Читаем Земля и небо. Записки авиаконструктора полностью

На моих глазах менялось начало Ленинградского шоссе: строились дома, расширялась и благоустраивалась проезжая часть. Булыжник уступал место клинкеру, замененного впоследствии асфальтобетоном. Да и шоссе переименовали в проспект. Тянувшиеся в Москву бесконечные обозы на конной тяге и извозчики постепенно вытеснялись автобусами «Лейланд» и таксомоторами «Рено», которые, в свою очередь, исчезли под напором потоков современных машин, главным образом, отечественного производства.
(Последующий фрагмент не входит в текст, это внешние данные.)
//! Container classifier: turns a probe [`Inspection`] into a per-file
//! [`Verdict`] and performs the deletion when the policy says so.
//!
//! Policy per container kind:
//!
//! | kind | deleted when                          | preserved when                     |
//! |------|---------------------------------------|------------------------------------|
//! | zip  | every entry reads back without error  | password needed, or any failure    |
//! | rar  | no password, not a rar, or corrupt    | password needed (self or part1)    |
//! | 7z   | no password, or any non-password error| password needed                    |
//! | p7m  | not a PKCS#7 `ContentInfo`            | parses as PKCS#7                   |
//!
//! Read failures on the file itself never escape: a vanished file is
//! [`Verdict::Vanished`], anything else is [`Verdict::InspectionFailed`] and is
//! retried on the next pass.

#![allow(missing_docs)]

use std::collections::HashMap;
use std::fmt;
use std::fs;
use std::io;
use std::path::{Path, PathBuf};

use crate::scanner::deletion::Remover;
use crate::scanner::probe::{self, ContainerKind, ContainerProbe, Inspection};

/// Why a file was left in place on purpose.
#[derive(Debug, Clone, Copy, PartialEq, Eq, Hash)]
pub enum PreserveReason {
    PasswordProtected,
    /// Zip that failed to open or verify.
    IntegrityCheckFailed,
    /// p7m that parsed as PKCS#7.
    ValidSignedContainer,
}

impl PreserveReason {
    pub const fn label(self) -> &'static str {
        match self {
            Self::PasswordProtected => "password_protected",
            Self::IntegrityCheckFailed => "integrity_check_failed",
            Self::ValidSignedContainer => "valid_signed_container",
        }
    }
}

/// Outcome of processing one file in a sweep.
#[derive(Debug, Clone, Copy, PartialEq, Eq)]
pub enum Verdict {
    Deleted,
    Preserved(PreserveReason),
    /// Excluded extension; never inspected.
    Skipped,
    /// Gone before or during inspection.
    Vanished,
    /// Removal was attempted and the file is still there.
    DeleteFailed,
    /// The file could not be read (permissions, lock).
    InspectionFailed(io::ErrorKind),
}

impl Verdict {
    /// Whether this file needs no further attention. A signed container is
    /// kept for good; a protected or unverifiable archive is re-checked.
    pub const fn is_resolved(self) -> bool {
        matches!(
            self,
            Self::Deleted
                | Self::Skipped
                | Self::Vanished
                | Self::Preserved(PreserveReason::ValidSignedContainer)
        )
    }

    pub const fn label(self) -> &'static str {
        match self {
            Self::Deleted => "deleted",
            Self::Preserved(_) => "preserved",
            Self::Skipped => "skipped",
            Self::Vanished => "vanished",
            Self::DeleteFailed => "delete_failed",
            Self::InspectionFailed(_) => "inspection_failed",
        }
    }
}

impl fmt::Display for Verdict {
    fn fmt(&self, f: &mut fmt::Formatter<'_>) -> fmt::Result {
        match self {
            Self::Preserved(reason) => write!(f, "preserved ({})", reason.label()),
            Self::InspectionFailed(kind) => write!(f, "inspection_failed ({kind})"),
            other => f.write_str(other.label()),
        }
    }
}

/// Applies the per-kind deletion policy.
pub struct Classifier {
    remover: Remover,
    probes: HashMap<ContainerKind, Box<dyn ContainerProbe>>,
}

impl Classifier {
    /// Classifier with the built-in probe for every container kind.
    pub fn new(remover: Remover) -> Self {
        let probes = ContainerKind::ALL
            .into_iter()
            .map(|kind| (kind, probe::builtin(kind)))
            .collect();
        Self { remover, probes }
    }

    /// Replace the probe used for one container kind.
    #[must_use]
    pub fn with_probe(mut self, kind: ContainerKind, probe: impl ContainerProbe + 'static) -> Self {
        self.probes.insert(kind, Box::new(probe));
        self
    }

    pub fn remover(&self) -> &Remover {
        &self.remover
    }

    /// Inspect a recognized container and act on the result.
    pub fn classify(&self, path: &Path, kind: ContainerKind) -> Verdict {
        if fs::symlink_metadata(path).is_err() {
            return Verdict::Vanished;
        }

        let inspection = match self.inspect(kind, path) {
            Ok(inspection) => inspection,
            Err(e) if e.kind() == io::ErrorKind::NotFound => return Verdict::Vanished,
            Err(e) => return Verdict::InspectionFailed(e.kind()),
        };

        match (kind, inspection) {
            (_, Inspection::PasswordRequired) => {
                Verdict::Preserved(PreserveReason::PasswordProtected)
            }
            (ContainerKind::Zip, Inspection::Unprotected) => self.delete(path),
            (ContainerKind::Zip, _) => Verdict::Preserved(PreserveReason::IntegrityCheckFailed),
            (ContainerKind::Rar, Inspection::NeedFirstVolume) => self.classify_rar_fragment(path),
            (ContainerKind::P7m, Inspection::ValidContainer) => {
                Verdict::Preserved(PreserveReason::ValidSignedContainer)
            }
            // Mislabeled, corrupt, or readable without a password.
            _ => self.delete(path),
        }
    }

    /// Delete unconditionally, telling a lost race apart from a real failure.
    pub fn delete(&self, path: &Path) -> Verdict {
        if self.remover.delete_file(path) {
            Verdict::Deleted
        } else if fs::symlink_metadata(path).is_err() {
            Verdict::Vanished
        } else {
            Verdict::DeleteFailed
        }
    }

    /// A later volume is judged by its first volume: keep it only when the
    /// set is password protected. An orphaned part is deleted.
    fn classify_rar_fragment(&self, path: &Path) -> Verdict {
        let Some(first) = first_volume_sibling(path) else {
            return self.delete(path);
        };
        if fs::metadata(&first).is_err() {
            return self.delete(path);
        }
        match self.inspect(ContainerKind::Rar, &first) {
            Ok(Inspection::PasswordRequired) => {
                Verdict::Preserved(PreserveReason::PasswordProtected)
            }
            Ok(_) => self.delete(path),
            Err(e) if e.kind() == io::ErrorKind::NotFound => self.delete(path),
            Err(e) => Verdict::InspectionFailed(e.kind()),
        }
    }

    fn inspect(&self, kind: ContainerKind, path: &Path) -> io::Result<Inspection> {
        match self.probes.get(&kind) {
            Some(probe) => probe.inspect(path),
            None => probe::builtin(kind).inspect(path),
        }
    }
}

/// `set.part3.rar` → `set.part1.rar` in the same directory.
///
/// The last two dot segments of the file name are replaced. Names with fewer
/// than three segments, or nothing left before them, have no sibling.
pub fn first_volume_sibling(path: &Path) -> Option<PathBuf> {
    let name = path.file_name()?.to_str()?;
    let segments: Vec<&str> = name.split('.').collect();
    if segments.len() < 3 {
        return None;
    }
    let stem = segments[..segments.len() - 2].join(".");
    if stem.is_empty() {
        return None;
    }
    Some(path.with_file_name(format!("{stem}.part1.rar")))
}
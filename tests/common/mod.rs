#![allow(dead_code)]

use std::fs;
use std::io::Write;
use std::path::{Path, PathBuf};
use std::process::{Command, ExitStatus};
use std::time::{SystemTime, UNIX_EPOCH};

pub struct CmdResult {
    pub status: ExitStatus,
    pub stdout: String,
    pub stderr: String,
    pub log_path: PathBuf,
}

fn now_millis() -> u128 {
    SystemTime::now()
        .duration_since(UNIX_EPOCH)
        .map_or(0, |d| d.as_millis())
}

fn sanitize(name: &str) -> String {
    name.chars()
        .map(|c| if c.is_ascii_alphanumeric() { c } else { '_' })
        .collect()
}

/// Run the `dsw` binary with `home` as `$HOME`, so no user config or
/// journal outside the test directory is touched.
pub fn run_cli_case(case_name: &str, home: &Path, args: &[&str]) -> CmdResult {
    let root = std::env::temp_dir().join("dsw-test-logs");
    fs::create_dir_all(&root).expect("create temp test log dir");

    let log_path = root.join(format!("{}-{}.log", sanitize(case_name), now_millis()));
    let bin_path = PathBuf::from(env!("CARGO_BIN_EXE_dsw"));

    let output = Command::new(&bin_path)
        .args(args)
        .env("HOME", home)
        .env("RUST_BACKTRACE", "1")
        .env_remove("DSW_OUTPUT_FORMAT")
        .output()
        .expect("execute dsw command");

    let stdout = String::from_utf8_lossy(&output.stdout).to_string();
    let stderr = String::from_utf8_lossy(&output.stderr).to_string();

    let mut log_content = String::new();
    log_content.push_str(&format!("case={case_name}\n"));
    log_content.push_str(&format!("args={args:?}\n"));
    log_content.push_str(&format!("status={}\n", output.status));
    log_content.push_str("----- stdout -----\n");
    log_content.push_str(&stdout);
    log_content.push_str("\n----- stderr -----\n");
    log_content.push_str(&stderr);
    log_content.push('\n');
    fs::write(&log_path, log_content).expect("write test log");

    CmdResult {
        status: output.status,
        stdout,
        stderr,
        log_path,
    }
}

// ──────────────────── fixtures ────────────────────

/// A readable, unencrypted zip with one stored entry.
pub fn write_plain_zip(path: &Path) {
    let file = fs::File::create(path).expect("create zip");
    let mut writer = zip::ZipWriter::new(file);
    writer
        .start_file("readme.txt", zip::write::SimpleFileOptions::default())
        .expect("start zip entry");
    writer.write_all(b"nothing secret here").expect("write zip entry");
    writer.finish().expect("finish zip");
}

fn rar4_block(head_type: u8, flags: u16, body: &[u8]) -> Vec<u8> {
    let size = u16::try_from(7 + body.len()).expect("small block");
    let mut out = vec![0, 0, head_type];
    out.extend_from_slice(&flags.to_le_bytes());
    out.extend_from_slice(&size.to_le_bytes());
    out.extend_from_slice(body);
    out
}

fn rar4_file(encrypted: bool, name: &str, data: &[u8]) -> Vec<u8> {
    let len = u32::try_from(data.len()).expect("small entry");
    let mut body = Vec::new();
    body.extend_from_slice(&len.to_le_bytes());
    body.extend_from_slice(&len.to_le_bytes());
    body.push(3);
    body.extend_from_slice(&[0u8; 8]);
    body.push(29);
    body.push(0x30);
    body.extend_from_slice(&u16::try_from(name.len()).expect("short name").to_le_bytes());
    body.extend_from_slice(&[0u8; 4]);
    body.extend_from_slice(name.as_bytes());
    let flags = if encrypted { 0x8004 } else { 0x8000 };
    let mut out = rar4_block(0x74, flags, &body);
    out.extend_from_slice(data);
    out
}

/// A RAR 4 archive whose single entry is marked as encrypted.
pub fn write_protected_rar(path: &Path) {
    write_rar(path, true);
}

/// A RAR 4 archive with one plain stored entry.
pub fn write_plain_rar(path: &Path) {
    write_rar(path, false);
}

/// One volume of a new-style numbered set (`name.partN.rar`).
pub fn write_rar_volume(path: &Path, first: bool, encrypted: bool) {
    let main_flags = if first { 0x0111 } else { 0x0011 };
    write_rar_with_main(path, main_flags, encrypted);
}

fn write_rar(path: &Path, encrypted: bool) {
    write_rar_with_main(path, 0, encrypted);
}

fn write_rar_with_main(path: &Path, main_flags: u16, encrypted: bool) {
    let mut bytes = b"Rar!\x1a\x07\x00".to_vec();
    bytes.extend(rar4_block(0x73, main_flags, &[0u8; 6]));
    bytes.extend(rar4_file(encrypted, "payload.bin", b"0123456789abcdef"));
    bytes.extend(rar4_block(0x7B, 0x4000, &[]));
    fs::write(path, bytes).expect("write rar");
}

/// An AES-256 encrypted 7z holding one file.
pub fn write_encrypted_7z(path: &Path) {
    let staging = tempfile::tempdir().expect("staging dir");
    fs::write(staging.path().join("contract.pdf"), "signed terms").expect("write payload");
    sevenz_rust::compress_to_path_encrypted(
        staging.path(),
        path,
        sevenz_rust::Password::from("hunter2"),
    )
    .expect("write encrypted 7z");
}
И все же не дворец и рестораны, не прекрасный парк со стадионом и не цыганская таборная романтика привлекали меня здесь. Главной, неотразимой силой, заворожившей мою душу, была авиация. И земля, и небо здесь были, да и теперь еще остались пропитанными авиационным духом. Петровский дворец заняла Военно-воздушная инженерная академия. Ее щеголеватые слушатели встречались здесь на каждом шагу. В бывшем здании «Мавритании» размещался персонал и лаборатории Научно-опытного аэродрома (впоследствии НИИ ВВС), где в то время работал и мой отец, а опытные самолеты тогда испытывались здесь же, на Ходынке. На месте современного здания аэровокзала были небольшие постройки Международной немецко-российской авиакомпании «Дерулюфт». Отсюда отправлялись по линии Москва-Кенигсберг-Берлин одномоторные восьми-двенадцатиместные «Фоккеры», «Дорнье», а потом и наши К-5. Возле забора часто можно было увидеть желто-голубенький автобус с эмблемой на борту — две летящие дикие утки. Временами в автобус садились прибывшие загадочные авиапассажиры в необычной одежде, говорившие на непонятном языке.

Рядом с нашим домом в бывшем ресторане Скалкина обосновался клуб Академии, куда во время спектаклей или киносеансов пробирались без билетов и мы, подростки того времени. Напротив клуба, на Красноармейской улице, в здании бывшего ресторана «Аполло» развернулся Музей авиации, где мы также были неизменными посетителями. Чего там только не было: подлинный планер Лилиенталя, приобретенный у немецкого авиатора русским профессором Н. Е. Жуковским, триплан «Сопвич» времен Первой мировой войны, модель «Ильи Муромца» И. И. Сикорского, фотографии, картины, парашюты, натуральная корзина воздушного шара, да еще библиотека-читальня.

Старинный велосипедный завод «Дукс», постепенно переквалифицировавшийся в авиационный, помаленьку расширяясь, занял почти всю территорию, примыкавшую к аэродрому с юго-востока от Боткинской больницы до Ленинградского проспекта. Прямо из ворот сборочного цеха новые самолеты выкатывались на аэродром и уходили в воздух.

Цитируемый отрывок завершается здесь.